_TASK DIRECTIONS_
Transcribe word for word the lines below from the line with "the match resets." through the line with "pub const LOG_FILE_NAME: &str", ends included.

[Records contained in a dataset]
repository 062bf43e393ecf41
//! Toast notification overlay

use crate::app::App;
use crate::state::ToastType;
use crate::theme;
use ratatui::{
    layout::{Alignment, Constraint, Layout, Rect},
    style::{Color, Modifier, Style},
    text::Span,
    widgets::{Block, Borders, Clear, Paragraph, Wrap},
    Frame,
};

/// Rows needed to show `message` wrapped at `inner_width` columns.
#[allow(clippy::cast_possible_truncation)]
fn wrapped_lines(message: &str, inner_width: usize) -> u16 {
    if inner_width == 0 {
        return 1;
    }
    let lines: usize = message
        .lines()
        .map(|line| line.chars().count().div_ceil(inner_width).max(1))
        .sum();
    lines.max(1) as u16
}

/// Render toast notification
pub fn render(frame: &mut Frame, app: &App) {
    let Some(toast) = &app.toast else {
        return;
    };

    let area = frame.area();
    let width = (area.width / 3).clamp(30, 60).min(area.width);

    // Horizontal padding of two cells per side.
    let inner_width = width.saturating_sub(4) as usize;
    let text_lines = wrapped_lines(&toast.message, inner_width);

    let height = (text_lines + 4).max(7).min(area.height);

    // Centred over the scene.
    let toast_area = Rect {
        x: area.x + (area.width / 2).saturating_sub(width / 2),
        y: area.y + (area.height / 2).saturating_sub(height / 2),
        width,
        height,
    };

    frame.render_widget(Clear, toast_area);

    let (title, color) = match toast.toast_type {
        ToastType::Info => (" INFO ", theme::INFO),
        ToastType::Success => (" SUCCESS ", theme::SUCCESS),
        ToastType::Warning => (" WARNING ", theme::WARNING),
        ToastType::Error => (" GAME OVER ", theme::ERROR),
    };

    let block = Block::default()
        .borders(Borders::ALL)
        .border_style(Style::default().fg(color))
        .title(Span::styled(
            title,
            Style::default()
                .fg(Color::Black)
                .bg(color)
                .add_modifier(Modifier::BOLD),
        ));

    let inner_area = block.inner(toast_area);
    frame.render_widget(block, toast_area);

    let [_, text_area, _] = Layout::vertical([
        Constraint::Fill(1),
        Constraint::Length(text_lines),
        Constraint::Fill(1),
    ])
    .areas(inner_area);

    let paragraph = Paragraph::new(toast.message.as_str())
        .style(
            Style::default()
                .fg(theme::TEXT_PRIMARY)
                .add_modifier(Modifier::BOLD),
        )
        .wrap(Wrap { trim: true })
        .alignment(Alignment::Center);

    frame.render_widget(paragraph, text_area);
}

#[cfg(test)]
mod tests {
    use super::*;

    #[test]
    fn test_wrapped_lines_counts_each_paragraph() {
        assert_eq!(wrapped_lines("YOU WIN!", 26), 1);
        assert_eq!(wrapped_lines("Fell into a hole\n\nReplay finished.", 26), 3);
        assert_eq!(wrapped_lines(&"x".repeat(53), 26), 3);
        assert_eq!(wrapped_lines("", 26), 1);
    }
}
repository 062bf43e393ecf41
//! Trained model persistence.
//!
//! Models are stored as JSON: the Q-table plus enough metadata to refuse a
//! table trained for a different environment or discretisation.

use super::QTable;
use crate::error::ModelError;
use serde::{Deserialize, Serialize};
use std::fs;
use std::path::{Path, PathBuf};

#[derive(Debug, Clone, PartialEq, Serialize, Deserialize)]
pub struct SavedModel {
    /// Environment identifier, e.g. `MountainCar-v0`.
    pub environment: String,
    /// Environment variant the table belongs to (the lake layout for frozen
    /// lake models).
    #[serde(default)]
    pub variant: Option<String>,
    #[serde(default)]
    pub episodes_trained: usize,
    #[serde(default)]
    pub timesteps_trained: usize,
    pub table: QTable,
}

impl SavedModel {
    pub fn new(environment: &str, table: QTable) -> Self {
        Self {
            environment: environment.to_string(),
            variant: None,
            episodes_trained: 0,
            timesteps_trained: 0,
            table,
        }
    }

    #[must_use]
    pub fn with_variant(mut self, variant: impl Into<String>) -> Self {
        self.variant = Some(variant.into());
        self
    }

    /// Writes the model, creating parent directories as needed.
    ///
    /// # Errors
    ///
    /// Returns an error if the file cannot be written.
    pub fn save(&self, path: &Path) -> Result<(), ModelError> {
        let io_err = |source| ModelError::Io {
            path: path.to_path_buf(),
            source,
        };
        if let Some(parent) = path.parent() {
            fs::create_dir_all(parent).map_err(io_err)?;
        }
        let json = serde_json::to_string(self).map_err(|source| ModelError::Json {
            path: path.to_path_buf(),
            source,
        })?;
        fs::write(path, json).map_err(io_err)?;
        tracing::info!(path = %path.display(), env = %self.environment, "model saved");
        Ok(())
    }

    /// Reads a model and checks it against the expected environment and
    /// table shape.
    ///
    /// # Errors
    ///
    /// Returns an error if the file is missing, malformed, or was trained for
    /// something else.
    pub fn load(
        path: &Path,
        environment: &str,
        n_states: usize,
        n_actions: usize,
    ) -> Result<Self, ModelError> {
        let content = fs::read_to_string(path).map_err(|source| ModelError::Io {
            path: path.to_path_buf(),
            source,
        })?;
        let model: SavedModel =
            serde_json::from_str(&content).map_err(|source| ModelError::Json {
                path: path.to_path_buf(),
                source,
            })?;
        model.validate(environment, n_states, n_actions)?;
        tracing::info!(
            path = %path.display(),
            episodes = model.episodes_trained,
            timesteps = model.timesteps_trained,
            "model loaded"
        );
        Ok(model)
    }

    /// Like [`SavedModel::load`], but a missing file is `Ok(None)`.
    ///
    /// # Errors
    ///
    /// Returns an error if the file exists but cannot be used.
    pub fn load_if_exists(
        path: &Path,
        environment: &str,
        n_states: usize,
        n_actions: usize,
    ) -> Result<Option<Self>, ModelError> {
        if !path.exists() {
            return Ok(None);
        }
        Self::load(path, environment, n_states, n_actions).map(Some)
    }

    fn validate(&self, environment: &str, n_states: usize, n_actions: usize) -> Result<(), ModelError> {
        if self.environment != environment {
            return Err(ModelError::EnvironmentMismatch {
                expected: environment.to_string(),
                found: self.environment.clone(),
            });
        }
        if !self.table.is_consistent() {
            return Err(ModelError::CorruptTable {
                n_states: self.table.n_states(),
                n_actions: self.table.n_actions(),
                found: self.table.len(),
            });
        }
        if self.table.n_states() != n_states || self.table.n_actions() != n_actions {
            return Err(ModelError::ShapeMismatch {
                expected_states: n_states,
                expected_actions: n_actions,
                found_states: self.table.n_states(),
                found_actions: self.table.n_actions(),
            });
        }
        Ok(())
    }
}

/// Path of a model file inside the data directory.
pub fn model_path(data_dir: &Path, file_name: &str) -> PathBuf {
    data_dir.join(file_name)
}

#[cfg(test)]
mod tests {
    use super::*;
    use crate::agent::Transition;

    fn temp_path(name: &str) -> PathBuf {
        std::env::temp_dir()
            .join(format!("rl-arcade-test-{}", std::process::id()))
            .join(name)
    }

    fn trained_table() -> QTable {
        let mut table = QTable::new(4, 2);
        table.update(
            Transition {
                state: 1,
                action: 1,
                reward: 3.0,
                next_state: 2,
                terminal: true,
            },
            1.0,
            0.9,
        );
        table
    }

    #[test]
    fn test_save_then_load() {
        let path = temp_path("model_ok.json");
        let mut model = SavedModel::new("Test-v0", trained_table()).with_variant("SF/FG");
        model.episodes_trained = 12;
        model.save(&path).unwrap();

        let loaded = SavedModel::load(&path, "Test-v0", 4, 2).unwrap();
        assert_eq!(loaded, model);
        assert!((loaded.table.value(1, 1) - 3.0).abs() < 1e-12);

        let _ = fs::remove_file(&path);
    }

    #[test]
    fn test_load_rejects_other_environment() {
        let path = temp_path("model_env.json");
        SavedModel::new("Test-v0", trained_table()).save(&path).unwrap();
        let err = SavedModel::load(&path, "Other-v0", 4, 2).unwrap_err();
        assert!(matches!(err, ModelError::EnvironmentMismatch { .. }));
        let _ = fs::remove_file(&path);
    }

    #[test]
    fn test_load_rejects_wrong_shape() {
        let path = temp_path("model_shape.json");
        SavedModel::new("Test-v0", trained_table()).save(&path).unwrap();
        let err = SavedModel::load(&path, "Test-v0", 400, 3).unwrap_err();
        assert!(matches!(err, ModelError::ShapeMismatch { .. }));
        let _ = fs::remove_file(&path);
    }

    #[test]
    fn test_load_rejects_truncated_values() {
        let path = temp_path("model_corrupt.json");
        fs::create_dir_all(path.parent().unwrap()).unwrap();
        fs::write(
            &path,
            r#"{"environment":"Test-v0","table":{"n_states":2,"n_actions":2,"values":[0.0]}}"#,
        )
        .unwrap();
        let err = SavedModel::load(&path, "Test-v0", 2, 2).unwrap_err();
        assert!(matches!(err, ModelError::CorruptTable { found: 1, .. }));
        let _ = fs::remove_file(&path);
    }

    #[test]
    fn test_load_rejects_overflowing_shape() {
        let path = temp_path("model_overflow.json");
        fs::create_dir_all(path.parent().unwrap()).unwrap();
        fs::write(
            &path,
            format!(
                r#"{{"environment":"Test-v0","table":{{"n_states":{},"n_actions":2,"values":[]}}}}"#,
                usize::MAX
            ),
        )
        .unwrap();
        let err = SavedModel::load(&path, "Test-v0", 2, 2).unwrap_err();
        assert!(matches!(
            err,
            ModelError::CorruptTable {
                n_actions: 2,
                found: 0,
                ..
            }
        ));
        let _ = fs::remove_file(&path);
    }

    #[test]
    fn test_load_if_exists_missing_file() {
        let path = temp_path("does_not_exist.json");
        assert!(SavedModel::load_if_exists(&path, "Test-v0", 1, 1)
            .unwrap()
            .is_none());
    }

    #[test]
    fn test_load_rejects_garbage() {
        let path = temp_path("model_garbage.json");
        fs::create_dir_all(path.parent().unwrap()).unwrap();
        fs::write(&path, "not json").unwrap();
        let err = SavedModel::load(&path, "Test-v0", 1, 1).unwrap_err();
        assert!(matches!(err, ModelError::Json { .. }));
        let _ = fs::remove_file(&path);
    }
}
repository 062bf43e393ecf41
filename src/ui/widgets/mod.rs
pub mod footer;
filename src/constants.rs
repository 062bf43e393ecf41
//! Application-wide constants and configuration values.
//!
//! This module defines the static values used throughout rl-arcade,
//! including environment geometry, frame timing, file names, and UI messages.

#![allow(dead_code)]

// === Application Metadata ===

/// Application name (from Cargo.toml).
pub const APP_NAME: &str = env!("CARGO_PKG_NAME");
/// Current application version (from Cargo.toml).
pub const APP_VERSION: &str = env!("CARGO_PKG_VERSION");

// === Timing Configuration ===

/// Air hockey play mode tick rate (60 FPS).
pub const AIR_HOCKEY_TICK_MS: u64 = 16;
/// Mountain car replay tick rate.
pub const MOUNTAIN_CAR_TICK_MS: u64 = 33;
/// Frozen lake replay tick rate (one move every quarter second).
pub const FROZEN_LAKE_TICK_MS: u64 = 250;
/// How long the goal banner stays up before the match resets.
pub const GOAL_BANNER_MS: u64 = 2000;
/// How long an end-of-episode toast stays up during replays.
pub const EPISODE_TOAST_MS: u64 = 1200;

// === Path Configuration ===

/// Name of the configuration file inside the config directory.
pub const CONFIG_FILE_NAME: &str = "config.toml";
/// Name of the logs subdirectory.
pub const LOGS_DIR_NAME: &str = "logs";
/// Name of the log file.
pub const LOG_FILE_NAME: &str = "rl-arcade.log";
/// Mountain car Q-table file.
pub const MOUNTAIN_CAR_MODEL: &str = "mountain_car.json";
/// Air hockey Q-table file.
pub const AIR_HOCKEY_MODEL: &str = "air_hockey.json";
/// Frozen lake Q-table file prefix; the map name is appended.
pub const FROZEN_LAKE_MODEL_PREFIX: &str = "frozen_lake";

// === Environment Identifiers ===

pub const ENV_MOUNTAIN_CAR: &str = "MountainCar-v0";
pub const ENV_FROZEN_LAKE: &str = "FrozenLake-v1";
pub const ENV_AIR_HOCKEY: &str = "AirHockey-v0";

// === Training Output ===

/// Episodes between progress lines while training.
pub const PROGRESS_EVERY_EPISODES: usize = 500;
/// Timesteps between progress lines while training air hockey.
pub const PROGRESS_EVERY_TIMESTEPS: usize = 50_000;
/// Window size of the rolling training statistics.
pub const STATS_WINDOW: usize = 100;
/// Episodes replayed by `--render` when no count is given.
pub const DEFAULT_REPLAY_EPISODES: usize = 5;

// === UI Messages ===

pub const MSG_YOU_WIN: &str = "YOU WIN!";
pub const MSG_AI_WINS: &str = "AI WINS!";
pub const MSG_REACHED_FLAG: &str = "Reached the flag in {} steps";
pub const MSG_TIMED_OUT: &str = "Timed out after {} steps";
pub const MSG_REACHED_GOAL: &str = "Reached the goal!";
pub const MSG_FELL_IN_HOLE: &str = "Fell into a hole";
pub const MSG_LAKE_TIMED_OUT: &str = "Ran out of moves";
pub const MSG_REPLAY_DONE: &str = "Replay finished. Press [q] to exit.";

// === Messages: CLI Output ===

pub const CLI_MENU_PROMPT: &str = "Select mode (1: train AI, 2: play): ";
pub const CLI_MSG_INVALID_MODE: &str = "Invalid input";
pub const CLI_MSG_TRAIN_START: &str = "Starting training mode...";
pub const CLI_MSG_LOADED_MODEL: &str = "Loaded existing model, continuing training...";
pub const CLI_MSG_NEW_MODEL: &str = "Creating a new model...";
pub const CLI_MSG_MODEL_SAVED: &str = "Model saved to ";
pub const CLI_MSG_PLAY_START: &str = "Entering play mode (human vs AI)...";
pub const CLI_MSG_PLAY_HINT: &str = "Move with the mouse or arrow keys. Press ESC to quit.";
pub const CLI_MSG_NO_MODEL: &str = "No model file found. Run training mode first!";
pub const CLI_MSG_EVAL_HEADER: &str = "\nEvaluation Summary:";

_COMPLETED TASK_
/// How long the goal banner stays up before the match resets.
pub const GOAL_BANNER_MS: u64 = 2000;
/// How long an end-of-episode toast stays up during replays.
pub const EPISODE_TOAST_MS: u64 = 1200;

// === Path Configuration ===

/// Name of the configuration file inside the config directory.
pub const CONFIG_FILE_NAME: &str = "config.toml";
/// Name of the logs subdirectory.
pub const LOGS_DIR_NAME: &str = "logs";
/// Name of the log file.
pub const LOG_FILE_NAME: &str = "rl-arcade.log";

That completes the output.